Editor’s Note
The multidimensional map that links cybernetics, cognitive neuroscience, and art commences early on in the history of cybernetics. First, cybernetics’ relationship to cognitive neuroscience is born out in its standard dictionary definition as “a science dealing with the comparative study of complex electronic calculating machines and the human nervous system in an attempt to explain the nature of the brain.”1 The two early pioneers of cybernetics, Norbert Wiener and Warren McCulloch, were both involved in enlisting cybernetics in formulations of the workings of the processes of neural networks. Neural networks are groups of neurons, the basic cells of the nervous system that are responsible for transmitting its electric signals, which work together. Technologies discovered as a result of research in cybernetics, such as feedforward and feedback mechanisms as well as binary, digitally configured electronic circuits, were adapted by Wiener to understand how neural networks performed and, in the case of McCulloch, led to the invention of the first reading machines for the blind.
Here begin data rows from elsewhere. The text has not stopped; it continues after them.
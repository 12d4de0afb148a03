//! Demo data.
//!
//! Three equipment categories, each with three features and a handful of
//! resources carrying one value per feature. The whole data set goes in as
//! a single transaction and every value passes the enforcer's type check.

use crate::error::Result;
use crate::ids::{CategoryId, FeatureId, FeatureValueId, ResourceId};
use crate::integrity::Enforcer;
use crate::model::{Category, Feature, FeatureValue, Resource};
use crate::store::{CatalogStats, DataStore, Tables};
use crate::values::{ValueSlots, ValueType};
use tracing::info;
use Demo::{Flag, Text};

#[derive(Clone, Copy)]
enum Demo {
    Text(&'static str),
    Flag(bool),
}

impl Demo {
    fn slots(self) -> ValueSlots {
        match self {
            Demo::Text(s) => ValueSlots::string(s),
            Demo::Flag(b) => ValueSlots::boolean(b),
        }
    }
}

struct DemoResource {
    name: &'static str,
    quantity: u64,
    status: bool,
    values: [Demo; 3],
}

struct DemoCategory {
    name: &'static str,
    features: [(&'static str, ValueType); 3],
    resources: &'static [DemoResource],
}

const fn res(name: &'static str, quantity: u64, status: bool, values: [Demo; 3]) -> DemoResource {
    DemoResource {
        name,
        quantity,
        status,
        values,
    }
}

#[rustfmt::skip]
const DEMO: &[DemoCategory] = &[
    DemoCategory {
        name: "Audiovisual Equipment",
        features: [
            ("Resolution", ValueType::String),
            ("Connectivity", ValueType::String),
            ("Portable", ValueType::Boolean),
        ],
        resources: &[
            res("Epson PowerLite Projector", 12, true, [Text("1920x1080 Full HD"), Text("HDMI, VGA, USB"), Flag(true)]),
            res("Shure Wireless Microphone", 8, true, [Text("N/A"), Text("Wireless 2.4GHz"), Flag(true)]),
            res("Powered Speaker", 6, true, [Text("N/A"), Text("Bluetooth, AUX, USB"), Flag(true)]),
            res("Sony 4K Video Camera", 4, true, [Text("3840x2160 4K UHD"), Text("HDMI, USB-C, Wi-Fi"), Flag(true)]),
        ],
    },
    DemoCategory {
        name: "Computing Equipment",
        features: [
            ("Processor", ValueType::String),
            ("RAM", ValueType::String),
            ("Storage", ValueType::String),
        ],
        resources: &[
            res("Dell Inspiron Laptop", 20, true, [Text("Intel Core i5 11th gen"), Text("8GB DDR4"), Text("256GB SSD")]),
            res("Samsung Galaxy Tab", 15, true, [Text("Snapdragon 865"), Text("6GB"), Text("128GB")]),
            res("HDMI/VGA Adapter", 25, true, [Text("N/A"), Text("N/A"), Text("N/A")]),
        ],
    },
    DemoCategory {
        name: "Laboratory Equipment",
        features: [
            ("Capacity", ValueType::String),
            ("Voltage", ValueType::String),
            ("Calibrated", ValueType::Boolean),
        ],
        resources: &[
            res("Digital Oscilloscope", 5, true, [Text("100 MHz, 4 channels"), Text("110V/220V"), Flag(true)]),
            res("Fluke Digital Multimeter", 10, true, [Text("1000V, 10A"), Text("9V battery"), Flag(true)]),
            res("DC Power Supply", 8, false, [Text("0-30V, 0-5A"), Text("110V/220V"), Flag(false)]),
        ],
    },
];

/// Add the demo data set to the catalog, whatever it already holds.
/// Returns the number of records added.
pub fn seed_demo<S: DataStore>(store: &S, enforcer: &Enforcer) -> Result<CatalogStats> {
    let stats = store.transact(|tables| insert_demo(tables, enforcer))?;
    info!(
        categories = stats.categories,
        features = stats.features,
        resources = stats.resources,
        feature_values = stats.feature_values,
        "Seeded demo catalog"
    );
    Ok(stats)
}

/// Seed only an empty catalog. Returns `None` when data was already present.
pub fn seed_if_empty<S: DataStore>(store: &S, enforcer: &Enforcer) -> Result<Option<CatalogStats>> {
    let stats = store.transact(|tables| {
        if !tables.is_empty() {
            return Ok(None);
        }
        insert_demo(tables, enforcer).map(Some)
    })?;

    match stats {
        Some(stats) => info!(
            categories = stats.categories,
            resources = stats.resources,
            "Seeded empty catalog"
        ),
        None => info!("Catalog already has data, skipping seed"),
    }
    Ok(stats)
}

fn insert_demo(tables: &mut Tables, enforcer: &Enforcer) -> Result<CatalogStats> {
    let mut added = CatalogStats::default();

    for demo in DEMO {
        let category = Category {
            id: CategoryId::new(),
            name: demo.name.to_string(),
        };

        let mut features = Vec::with_capacity(demo.features.len());
        for (name, value_type) in demo.features {
            features.push(Feature {
                id: FeatureId::new(),
                name: name.to_string(),
                value_type,
                category_id: category.id,
            });
        }

        let mut resources = Vec::with_capacity(demo.resources.len());
        for item in demo.resources {
            let resource = Resource {
                id: ResourceId::new(),
                name: item.name.to_string(),
                quantity: item.quantity,
                status: item.status,
                category_id: category.id,
            };

            for (feature, demo_value) in features.iter().zip(item.values) {
                let value = enforcer.check_value(feature, demo_value.slots())?;
                let fv = FeatureValue {
                    id: FeatureValueId::new(),
                    resource_id: resource.id,
                    feature_id: feature.id,
                    value,
                };
                tables.feature_values.insert(fv.id, fv);
                added.feature_values += 1;
            }
            resources.push(resource);
        }

        added.categories += 1;
        added.features += features.len();
        added.resources += resources.len();

        tables.categories.insert(category.id, category);
        tables.features.extend(features.into_iter().map(|f| (f.id, f)));
        tables
            .resources
            .extend(resources.into_iter().map(|r| (r.id, r)));
    }

    Ok(added)
}

#[cfg(test)]
mod tests {
    use super::*;
    use crate::commands::{feature_values, resources};
    use crate::store::memory::fixtures::LabFixture;
    use crate::store::memory::InMemoryStore;

    #[test]
    fn seed_demo_populates_catalog() {
        let store = InMemoryStore::new();
        let added = seed_demo(&store, &Enforcer::new()).unwrap();

        assert_eq!(added.categories, 3);
        assert_eq!(added.features, 9);
        assert_eq!(added.resources, 10);
        assert_eq!(added.feature_values, 30);
        assert_eq!(CatalogStats::from(&store.snapshot().unwrap()), added);
    }

    #[test]
    fn seeded_values_match_their_features() {
        let store = InMemoryStore::new();
        seed_demo(&store, &Enforcer::new()).unwrap();
        let tables = store.snapshot().unwrap();

        for fv in feature_values::list(&store).unwrap() {
            let feature = &tables.features[&fv.feature_id];
            assert_eq!(fv.value.value_type(), feature.value_type);
        }

        let supply = resources::list(&store)
            .unwrap()
            .into_iter()
            .find(|r| r.name == "DC Power Supply")
            .unwrap();
        assert!(!supply.status);
        assert_eq!(supply.quantity, 8);
    }

    #[test]
    fn seed_if_empty_skips_populated_catalog() {
        let fx = LabFixture::new();
        assert_eq!(seed_if_empty(&fx.store, &Enforcer::new()).unwrap(), None);
        assert_eq!(fx.store.snapshot().unwrap().categories.len(), 1);

        let store = InMemoryStore::new();
        let first = seed_if_empty(&store, &Enforcer::new()).unwrap();
        assert!(first.is_some());
        assert_eq!(seed_if_empty(&store, &Enforcer::new()).unwrap(), None);
    }
}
The entire story of how cybernetics found its way into the art world is complicated and beyond the scope of this introduction. In short, two genealogies, one conscious and one unconscious, were important. Exhibitions connecting art and technology at institutions such as the Institute of Contemporary Arts, London and the Museum of Modern Art, New York at the end of the 1960s2 and articles and essays by Jack Burnham, who incidentally also curated the exhibition Software—Information Technology: Its New Meaning for Art at the Jewish Museum in Brooklyn in 1970 and the Smithsonian Institution in Washington, D.C. in 1971, connected artists of various ilks to cybernetic technologies of the day. Some artworks, like Frank Gillette’s Wipe Cycle (1969) and Dan Graham’s Two Consciousness Projections (1972), directly borrowed feedforward and feedback strategies in their work. Even if some artists did not directly use the hardware available at the time, they consciously reformatted and imported concepts from their original location in computer software and hardware to create such devices as a painting machine to create works of art (in the case of Andy Warhol) and into concepts to later be used as art theory, as in the case of Sol LeWitt.
The case of LeWitt is very interesting in light of the “unconscious roots” of conceptual art and the way that cybernetics and neurobiology intersect to construct the foundation for that work. Beyond the obvious link between the mind and brain—a problem of historic proportion that I think is inherent in the philosophical roots of conceptual art, for instance, its fascination with meaning and semiotics—there is another umbilicus that links thinking machines and aesthetic machines. An evaluation of two quotes, one from Wiener and the other from LeWitt, clearly elucidates this and points in the direction of the historic roots of artbrain.org:
That the entire sequence of operations be laid out on the machine itself so that there should be no human intervention from the time the data were entered until the final results should be taken off, and that all logical decisions necessary for this should be built into the machine itself.3
—Norbert Wiener, Cybernetics
When an artist uses a conceptual form of art, it means that all the planning and decisions are made beforehand and the execution is a perfunctory affair. The idea becomes a machine that makes art.4
—Sol Lewitt, Artforum
Artbrain.org emerges within a quite different context from that which defined the 1960s and the birth of cyberculture. We are simultaneously embedded in a kind of institutional climax of information technology as it segues with our daily lives and an explosion of exploration of the brain, which this technology allows us to probe. As artists act as mediators between the immaterial forces that impose themselves on our daily lives and the visual culture that becomes their instantiated expression in works of art, it is not surprising that they too would seek this territory for inspiration. We see this in the plethora of artworks that either implicitly or explicitly deal with this subject. From artists interested in the iconography of the brain, like Katharina Fritsch and Charlene von Heyl, to those who are interested in its processes, such as Matthew Ritchie and Carl Fudge, visual culture uses its materials to explore the morphologies that are generated, and artbrain.org is one such means to that end.
- Jack Rabin and Edward M. Jackowski, eds, Handbook of Information Resource Management (New York and Basel: Marcel Dekker, 1987), 212.
- See, for example, Cybernetic Serendipity curated by Jasia Reichardt at the Institute of Contemporary Arts, London from August 2 to October 20, 1968 and Information curated by Kynaston McShine at the Museum of Modern Art, New York from July 2 to September 20, 1970.
- Norbert Wiener, Cybernetics: Or Control and Communication in the Animal and the Machine (Paris: Hermann & Cie, 1948), 4.
- Sol LeWitt, “Paragraphs on Conceptual Art,” Artforum 5, no. 10 (June 1967), 80.